The 1.4-acre parcel is 312 feet deep and has 200 lineal feet of ocean frontage.
Kay Brown of Premier Estate Properties was McConvey’s Realtor.
“Katherine bought a fabulous piece of property and she is going to build a fabulous house,” says Brown.
The 18,000-square-foot flat-roofed foot house is purely modernist in design, evoking the Bauhaus style with simple lines and a minimum of ornamentation. It will include 5 bedrooms, 5 full bathrooms, 2 half-baths, upstairs and downstairs laundry rooms, media room, office, living room, family room and kitchen as well as numerous patios and terraces.
The 168-foot-long 2-story structure will be built on pilings between the 1981 and 1987 coastal construction control lines; 6,500 cubic yards of fill will be brought in to raise the lot and put the house above the reach of anything but a 100-year flood or storm.
Designed by celebrated New York architect Jared Della Valle, the house will sit back about 75 feet from Ocean Drive behind a hedgerow of trees and other plantings. A 3-bedroom, 3 ½-bath, 2-story guest house in the same architectural style will be located between the main house and road.
There will be two large swimming pools with patio islands and a number of fountains.
The dunes behind the house will be stabilized and enhanced with approximately 4,000 native plants, including 68 saw palmettos and 700 dune sunflowers. The backyard will be connected to the beach by a wooden walkway/bridge extending over the dunes.

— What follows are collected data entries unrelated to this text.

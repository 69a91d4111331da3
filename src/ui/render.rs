//! Render functions for the TUI.
//!
//! This module handles all rendering logic, dispatching to the appropriate
//! view based on application state.

use crate::app::{App, View};
use ratatui::{
    layout::{Alignment, Constraint, Direction, Layout, Rect},
    text::{Line, Span},
    widgets::Paragraph,
    Frame,
};

use super::loop_runner::SPINNER_FRAMES;
use super::{catalog, comment_form, detail, episode, genres, help, status};

/// Minimum terminal dimensions required for normal operation.
pub(super) const MIN_WIDTH: u16 = 50;
pub(super) const MIN_HEIGHT: u16 = 10;

/// Width of the genre sidebar.
const GENRE_PANEL_WIDTH: u16 = 16;

const SPINNER: [&str; SPINNER_FRAMES] = ["⠋", "⠙", "⠹", "⠸", "⠼", "⠴", "⠦", "⠧", "⠇", "⠏"];

/// Current spinner glyph.
pub(super) fn spinner(app: &App) -> &'static str {
    SPINNER[app.spinner_frame % SPINNER_FRAMES]
}

/// Main render dispatch function.
///
/// Routes to the appropriate view renderer based on current application state.
/// Handles terminal size validation before rendering.
pub(super) fn render(f: &mut Frame, app: &mut App) {
    let area = f.area();

    // Guard against zero-sized terminals during extreme resizes
    if area.width < 1 || area.height < 1 {
        return;
    }

    if area.width < MIN_WIDTH || area.height < MIN_HEIGHT {
        let msg = if area.height < 3 || area.width < 20 {
            Paragraph::new("Too small")
        } else {
            Paragraph::new(format!(
                "Terminal too small\n\nMinimum: {}x{}\nCurrent: {}x{}",
                MIN_WIDTH, MIN_HEIGHT, area.width, area.height
            ))
            .alignment(Alignment::Center)
        };
        f.render_widget(msg, area);
        return;
    }

    let chunks = Layout::default()
        .direction(Direction::Vertical)
        .constraints([Constraint::Min(0), Constraint::Length(1)])
        .split(area);

    match app.view {
        View::Browse => render_browse(f, app, chunks[0]),
        View::Detail => detail::render(f, app, chunks[0]),
        View::Episode => episode::render(f, app, chunks[0]),
    }
    status::render(f, app, chunks[1]);

    if app.comment_form.is_some() {
        comment_form::render(f, app);
    }

    // Help overlay on top of any view when active
    if app.show_help {
        help::render(f, app);
    }
}

/// Render the browse view: optional genre sidebar, catalog list, and the
/// search prompt while typing.
fn render_browse(f: &mut Frame, app: &mut App, area: Rect) {
    let (main, prompt) = if app.search_mode {
        let rows = Layout::default()
            .direction(Direction::Vertical)
            .constraints([Constraint::Min(0), Constraint::Length(1)])
            .split(area);
        (rows[0], Some(rows[1]))
    } else {
        (area, None)
    };

    if app.show_genres {
        let columns = Layout::default()
            .direction(Direction::Horizontal)
            .constraints([Constraint::Length(GENRE_PANEL_WIDTH), Constraint::Min(0)])
            .split(main);
        genres::render(f, app, columns[0]);
        catalog::render(f, app, columns[1]);
    } else {
        catalog::render(f, app, main);
    }

    if let Some(prompt) = prompt {
        render_search_prompt(f, app, prompt);
    }
}

fn render_search_prompt(f: &mut Frame, app: &App, area: Rect) {
    let line = Line::from(vec![
        Span::styled("Search: ", app.style("search_prompt")),
        Span::raw(app.search_input.as_str()),
        Span::styled("_", app.style("search_prompt")),
    ]);
    f.render_widget(Paragraph::new(line), area);
}

/// Create a centered rectangle with the given percentage of the parent area.
pub(super) fn centered_rect(percent_x: u16, percent_y: u16, area: Rect) -> Rect {
    let width = area.width * percent_x / 100;
    let height = area.height * percent_y / 100;
    let x = area.x + (area.width.saturating_sub(width)) / 2;
    let y = area.y + (area.height.saturating_sub(height)) / 2;
    Rect::new(x, y, width, height)
}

McConvey founded KMM Telecommunications in New Jersey in 1991 as a Woman’s Business Enterprise. According to its website and other sources, the company does more than $1 billion in business annually with locations in 18 states, including Florida.
Starting as cable-cutting company, supplying packages of precut wire to telecoms for specific installations, the business expanded to include a wide range of additional services such as product sourcing, inventory planning, material warehousing, contract and project management, and supply chain information technology systems integration.

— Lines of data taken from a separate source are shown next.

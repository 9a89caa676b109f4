//! The `ping` extension: replies with the gateway latency.

use std::sync::Arc;

use serenity::model::application::{InstallationContext, InteractionContext};
use serenity::model::Colour;

use crate::discord::commands::{format_latency_ms, CommandContext, CommandHandler, CommandSpec, Reply};
use crate::extensions::catalog::Extension;

pub struct PingExtension;

impl PingExtension {
    pub const NAME: &'static str = "extensions.ping";
}

impl Extension for PingExtension {
    fn name(&self) -> &'static str {
        Self::NAME
    }

    fn commands(&self) -> Vec<CommandSpec> {
        vec![CommandSpec {
            name: "ping",
            description: "Check the bot latency",
            install_scopes: vec![InstallationContext::Guild, InstallationContext::User],
            contexts: vec![
                InteractionContext::Guild,
                InteractionContext::PrivateChannel,
                InteractionContext::BotDm,
            ],
            handler: Arc::new(PingHandler),
        }]
    }
}

/// Handler for `/ping`.
pub struct PingHandler;

impl CommandHandler for PingHandler {
    fn handle(&self, ctx: &CommandContext) -> Reply {
        Reply {
            title: "Ping Result".to_string(),
            description: format!("Bot latency is {} ms", format_latency_ms(ctx.latency)),
            color: Colour::BLUE,
            footer: "Powered by pingbot".to_string(),
            timestamp: ctx.now,
        }
    }
}

#[cfg(test)]
mod tests {
    use super::*;
    use std::time::Duration;

    use chrono::Utc;

    #[test]
    fn test_ping_reply_contains_latency() {
        let now = Utc::now();
        let ctx = CommandContext {
            latency: Some(Duration::from_secs_f64(0.04231)),
            now,
        };

        let reply = PingHandler.handle(&ctx);

        assert!(reply.description.contains("42.31"));
        assert_eq!(reply.title, "Ping Result");
        assert_eq!(reply.color, Colour::BLUE);
        assert_eq!(reply.timestamp, now);
        assert!(!reply.footer.is_empty());
    }

    #[test]
    fn test_ping_declares_install_scopes_and_contexts() {
        let commands = PingExtension.commands();
        let ping = &commands[0];

        assert_eq!(ping.name, "ping");
        assert_eq!(ping.install_scopes, vec![InstallationContext::Guild, InstallationContext::User]);
        assert_eq!(ping.contexts.len(), 3);
        assert!(ping.contexts.contains(&InteractionContext::BotDm));
    }
}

Customers include Verizon, BellSouth and AT&T.
In 2006, McConvey and Jared Della Valle founded Alloy LLC, a real estate development company in New York City. The company has designed and developed a number of award-winning projects including energy-efficient single family residences, affordable housing complexes, mid-rise condominium towers and loft conversions.

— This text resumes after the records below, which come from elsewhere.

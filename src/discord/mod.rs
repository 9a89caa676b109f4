//! Discord bot integration.
//!
//! This module provides the session lifecycle, the slash command surface
//! and the serenity glue that drives them.

pub mod client;
pub mod commands;
pub mod session;

// Re-export main types for external use
pub use client::run;
pub use session::BotSession;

According to the company website, McConvey is the financier, Della Valle the creative engine. His work adheres to core modernist aesthetics elevated by imaginative twists that thankfully do not drag it across the line into post-modernism.
The Bauhaus style seen in the Ocean Drive residence is one of the most important and enduring influences in modern architecture.
Born out of a search for efficient housing construction in the aftermath of World War 1’s devastation, it stripped away superficial elements and superfluous impulses, tapping into the archetype of shelter and exemplifying the ideas that form follows function and that structure is design.
The lots where the house will be built were cleared of underbrush and debris several weeks ago and construction is scheduled to begin this month.
“The plan examiner sent the prints back to the architect today with a couple of notes,” said a spokesperson for the county building department Friday.
The notes request technical specifications for several systems, including an air-conditioning unit and a handrail. The examiner’s letter says he is prepared to issue a permit when he gets the required information.